Histoires de migrants: «Partir dans l’espoir de vivre comme un homme»
© Alessandro Penso
2 min
Mohammed fait partie des 14 000 réfugiés qui, depuis le début de l’année, sont arrivés dans les îles du Dodécanèse en bateau depuis la Turquie.
Plus de 90% viennent de pays en situation de guerre ou de conflit, principalement la Syrie, l’Afghanistan, l’Irak et la Somalie.
Sur le toit de l’hôtel “Captain Elias”, Muhammed, 26 ans, qui a quitté l’Afghanistan il y a un peu plus d’un mois, se remémore son expérience de réfugié et son voyage jusqu’à Kos à travers l’Iran et la Turquie.
«En Afghanistan, je gérais une pharmacie et donnais quelques cours à l’école locale. Je voulais aussi apprendre aux femmes du village comment être en bonne santé et prendre soin de leurs enfants. Un jour, des hommes sont venus vers moi, m’accusant d’enseigner aux enfants des idées chrétiennes. Ils m’ont dit que je n’étais pas un vrai musulman et que je serais bientôt décapité. Je n’ai pas compris. Ce jour-là, j’ai aussi découvert que l’intérieur de ma pharmacie avait été réduite en morceaux et que mon père avait disparu sans explications. Ca fait maintenant trois mois que je n’ai plus de nouvelles, je ne sais pas s’il est vivant ou mort. J’ai alors décidé de fuir l’Afghanistan et j’ai caché ma famille dans une autre région du pays. Je suis venu ici dans l’espoir que les gouvernements en Europe nous laissent vivre comme des humains et non comme des animaux.
«Quand je suis monté, c’est à ma famille que j’ai pensé, pas à moi»

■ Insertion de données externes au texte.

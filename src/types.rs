/*
* Copyright (C) 2026  The bitdoku authors
* This file is part of bitdoku.
*
* bitdoku is free software: you can redistribute it and/or modify
* it under the terms of the GNU Affero General Public License as published
* by the Free Software Foundation, either version 3 of the License, or
* (at your option) any later version.
*
* bitdoku is distributed in the hope that it will be useful,
* but WITHOUT ANY WARRANTY; without even the implied warranty of
* MERCHANTABILITY or FITNESS FOR A PARTICULAR PURPOSE.  See the
* GNU Affero General Public License for more details.
*
* You should have received a copy of the GNU Affero General Public License
* along with bitdoku.  If not, see <https://www.gnu.org/licenses/>.
*/

//! Data types shared across the engine: the technique catalog's closed
//! enum, moves and their export shape, difficulty levels, and the puzzle
//! data produced by generation.

use std::fmt;

use serde::{Deserialize, Serialize};

/// A named deduction technique.
///
/// The catalog is closed: techniques are dispatched through fixed ordered
/// lists, never registered dynamically. Variant order follows catalog
/// priority, so the derived `Ord` sorts traces the way the dispatcher
/// consults them.
#[derive(Debug, Clone, Copy, PartialEq, Eq, PartialOrd, Ord, Hash, Serialize, Deserialize)]
pub enum Technique {
    FullHouse,
    NakedSingle,
    HiddenSingle,
    PointingCandidates,
    ClaimingCandidates,
    NakedPair,
    NakedTriple,
    NakedQuad,
    HiddenPair,
    HiddenTriple,
    HiddenQuad,
    XWing,
    Swordfish,
    Skyscraper,
    TwoStringKite,
    TurbotFish,
}

/// Coarse per-technique category used for reporting.
#[derive(Debug, Clone, Copy, PartialEq, Eq, PartialOrd, Ord, Hash, Serialize, Deserialize)]
pub enum TechniqueCategory {
    Easy,
    Medium,
    Hard,
}

impl Technique {
    /// Fixed base score. The difficulty score of a solve is the sum of
    /// base scores over every applied move.
    pub fn base_score(self) -> u32 {
        match self {
            Technique::FullHouse => 4,
            Technique::NakedSingle => 4,
            Technique::HiddenSingle => 14,
            Technique::PointingCandidates => 50,
            Technique::ClaimingCandidates => 50,
            Technique::NakedPair => 60,
            Technique::NakedTriple => 80,
            Technique::NakedQuad => 120,
            Technique::HiddenPair => 70,
            Technique::HiddenTriple => 100,
            Technique::HiddenQuad => 150,
            Technique::XWing => 140,
            Technique::Swordfish => 150,
            Technique::Skyscraper => 130,
            Technique::TwoStringKite => 150,
            Technique::TurbotFish => 120,
        }
    }

    /// Coarse category of the technique.
    pub fn category(self) -> TechniqueCategory {
        match self {
            Technique::FullHouse | Technique::NakedSingle | Technique::HiddenSingle => {
                TechniqueCategory::Easy
            }
            Technique::PointingCandidates
            | Technique::ClaimingCandidates
            | Technique::NakedPair
            | Technique::NakedTriple
            | Technique::HiddenPair
            | Technique::HiddenTriple => TechniqueCategory::Medium,
            Technique::NakedQuad
            | Technique::HiddenQuad
            | Technique::XWing
            | Technique::Swordfish
            | Technique::Skyscraper
            | Technique::TwoStringKite
            | Technique::TurbotFish => TechniqueCategory::Hard,
        }
    }

    /// Whether the technique places a value, as opposed to only removing
    /// candidates.
    pub fn places_value(self) -> bool {
        matches!(
            self,
            Technique::FullHouse | Technique::NakedSingle | Technique::HiddenSingle
        )
    }

    /// The enum name as a static string, for step logs.
    pub fn name(self) -> &'static str {
        match self {
            Technique::FullHouse => "FullHouse",
            Technique::NakedSingle => "NakedSingle",
            Technique::HiddenSingle => "HiddenSingle",
            Technique::PointingCandidates => "PointingCandidates",
            Technique::ClaimingCandidates => "ClaimingCandidates",
            Technique::NakedPair => "NakedPair",
            Technique::NakedTriple => "NakedTriple",
            Technique::NakedQuad => "NakedQuad",
            Technique::HiddenPair => "HiddenPair",
            Technique::HiddenTriple => "HiddenTriple",
            Technique::HiddenQuad => "HiddenQuad",
            Technique::XWing => "XWing",
            Technique::Swordfish => "Swordfish",
            Technique::Skyscraper => "Skyscraper",
            Technique::TwoStringKite => "TwoStringKite",
            Technique::TurbotFish => "TurbotFish",
        }
    }
}

impl fmt::Display for Technique {
    fn fmt(&self, f: &mut fmt::Formatter<'_>) -> fmt::Result {
        f.write_str(self.name())
    }
}

/// A value placement within a move.
#[derive(Debug, Clone, Copy, PartialEq, Eq, Serialize, Deserialize)]
pub struct Placement {
    pub index: usize,
    pub value: u8,
}

/// Candidate digits removed from one cell.
#[derive(Debug, Clone, PartialEq, Eq, Serialize, Deserialize)]
pub struct Elimination {
    pub index: usize,
    pub values: Vec<u8>,
}

/// One deduction: the technique that produced it, an optional placement,
/// and the candidate eliminations applied together with it as a single
/// atomic step.
#[derive(Debug, Clone, PartialEq, Eq, Serialize, Deserialize)]
pub struct Move {
    pub technique: Technique,
    pub placement: Option<Placement>,
    pub eliminations: Vec<Elimination>,
}

impl Move {
    /// A placement-class move.
    pub(crate) fn place(
        technique: Technique,
        index: usize,
        value: u8,
        eliminations: Vec<Elimination>,
    ) -> Self {
        Move {
            technique,
            placement: Some(Placement { index, value }),
            eliminations,
        }
    }

    /// An elimination-only move.
    pub(crate) fn eliminate(technique: Technique, eliminations: Vec<Elimination>) -> Self {
        Move {
            technique,
            placement: None,
            eliminations,
        }
    }

    /// The export shape for consumers such as a UI step log.
    pub fn export(&self) -> MoveRecord {
        MoveRecord {
            technique: self.technique.name(),
            cell: self.placement.map(|p| p.index),
            value: self.placement.map(|p| p.value),
            eliminations: self.eliminations.clone(),
            description: Some(self.to_string()),
        }
    }
}

fn cell_name(index: usize) -> String {
    format!("r{}c{}", index / 9 + 1, index % 9 + 1)
}

impl fmt::Display for Move {
    fn fmt(&self, f: &mut fmt::Formatter<'_>) -> fmt::Result {
        write!(f, "{}:", self.technique)?;
        if let Some(p) = self.placement {
            write!(f, " place {} at {}", p.value, cell_name(p.index))?;
        }
        if !self.eliminations.is_empty() {
            let parts: Vec<String> = self
                .eliminations
                .iter()
                .map(|e| {
                    let digits: Vec<String> =
                        e.values.iter().map(|v| v.to_string()).collect();
                    format!("{} from {}", digits.join("/"), cell_name(e.index))
                })
                .collect();
            if self.placement.is_some() {
                write!(f, ",")?;
            }
            write!(f, " eliminate {}", parts.join(", "))?;
        }
        Ok(())
    }
}

/// Serializable step-log record:
/// `{technique, cell?, value?, eliminations?, description?}`.
#[derive(Debug, Clone, Serialize)]
pub struct MoveRecord {
    pub technique: &'static str,
    #[serde(skip_serializing_if = "Option::is_none")]
    pub cell: Option<usize>,
    #[serde(skip_serializing_if = "Option::is_none")]
    pub value: Option<u8>,
    #[serde(skip_serializing_if = "Vec::is_empty")]
    pub eliminations: Vec<Elimination>,
    #[serde(skip_serializing_if = "Option::is_none")]
    pub description: Option<String>,
}

/// Ordered difficulty grades.
///
/// `Incomplete` marks a logical solve that stalled before filling the
/// grid; the remaining grades are cumulative score bands: a score
/// qualifies for the highest band whose threshold it reaches.
#[derive(Debug, Clone, Copy, PartialEq, Eq, PartialOrd, Ord, Hash, Serialize, Deserialize)]
pub enum DifficultyLevel {
    Incomplete,
    Easy,
    Medium,
    Hard,
    Unfair,
    Extreme,
}

impl DifficultyLevel {
    /// Minimum total score for this band; `None` for `Incomplete`, which
    /// is not score-based.
    pub fn threshold(self) -> Option<u32> {
        match self {
            DifficultyLevel::Incomplete => None,
            DifficultyLevel::Easy => Some(0),
            DifficultyLevel::Medium => Some(800),
            DifficultyLevel::Hard => Some(1000),
            DifficultyLevel::Unfair => Some(1600),
            DifficultyLevel::Extreme => Some(1800),
        }
    }

    /// Exclusive upper bound of this band's score range; `None` for the
    /// open-ended top band and for `Incomplete`.
    pub fn band_ceiling(self) -> Option<u32> {
        match self {
            DifficultyLevel::Easy => Some(800),
            DifficultyLevel::Medium => Some(1000),
            DifficultyLevel::Hard => Some(1600),
            DifficultyLevel::Unfair => Some(1800),
            DifficultyLevel::Incomplete | DifficultyLevel::Extreme => None,
        }
    }

    /// The highest band whose threshold does not exceed `score`.
    pub fn from_score(score: u32) -> Self {
        match score {
            0..=799 => DifficultyLevel::Easy,
            800..=999 => DifficultyLevel::Medium,
            1000..=1599 => DifficultyLevel::Hard,
            1600..=1799 => DifficultyLevel::Unfair,
            _ => DifficultyLevel::Extreme,
        }
    }
}

impl fmt::Display for DifficultyLevel {
    fn fmt(&self, f: &mut fmt::Formatter<'_>) -> fmt::Result {
        let name = match self {
            DifficultyLevel::Incomplete => "Incomplete",
            DifficultyLevel::Easy => "Easy",
            DifficultyLevel::Medium => "Medium",
            DifficultyLevel::Hard => "Hard",
            DifficultyLevel::Unfair => "Unfair",
            DifficultyLevel::Extreme => "Extreme",
        };
        f.write_str(name)
    }
}

/// A generated puzzle with its solution and grading metadata.
#[derive(Debug, Clone, PartialEq, Eq, Serialize, Deserialize)]
pub struct Puzzle {
    pub grid: String,
    pub solution: String,
    pub difficulty: DifficultyLevel,
    pub score: u32,
    pub clues: usize,
    pub techniques: Vec<Technique>,
}

/// One stored puzzle in a puzzle-set file.
#[derive(Debug, Clone, PartialEq, Eq, Serialize, Deserialize)]
pub struct PuzzleEntry {
    pub grid: String,
    pub solution: String,
}

/// The puzzle-set JSON shape consumed and produced by surrounding tooling.
/// The engine itself only reads and writes the 81-character strings inside.
#[derive(Debug, Clone, PartialEq, Eq, Serialize, Deserialize)]
pub struct PuzzleSet {
    pub difficulty: String,
    pub puzzles: Vec<PuzzleEntry>,
}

J’ai voyagé à pied, en bus et en bateau. Le trajet en bateau depuis la Turquie était très dangereux. Il faut payer un passeur pour monter à bord de l’embarcation. Quand tu le payes, il prétend que seulement 25 personnes seront à bord. Au moment d’embarquer, tu réalises qu’il y a déjà 50 personnes assises dans le bateau et que tu ne peux plus dire non. C’est la nuit, ils ont des armes et ils disent qu’ils vont nous tuer si on ne monte pas à bord. Quand je suis monté, c’est à ma famille que j’ai pensé, pas à moi. Dans cette situation, tu dois juste être courageux. Certaines personnes pleuraient. Le bateau faisait seulement huit mètres de long… c’était trop petit pour nous tous. J’ai eu de la chance d’arriver jusqu’ici.
Les passeurs m’ont fait payer 4 000 dollars. C’était de l’argent que j’avais économisé pendant six ans avec la pharmacie, mais aussi que j’ai dû emprunter. J’ai donné environ 1000 dollars à ma famille pour qu’elle puisse survivre en Afghanistan. Après Kos, j’irai à Athènes et Dieu décidera où j’irai ensuite. Je veux quitter la Grèce, parce que c’est le pays le plus pauvre d’Europe. Mais partir d’ici coûte beaucoup d’argent et je n’en ai plus, donc je vais devoir essayer par moi-même».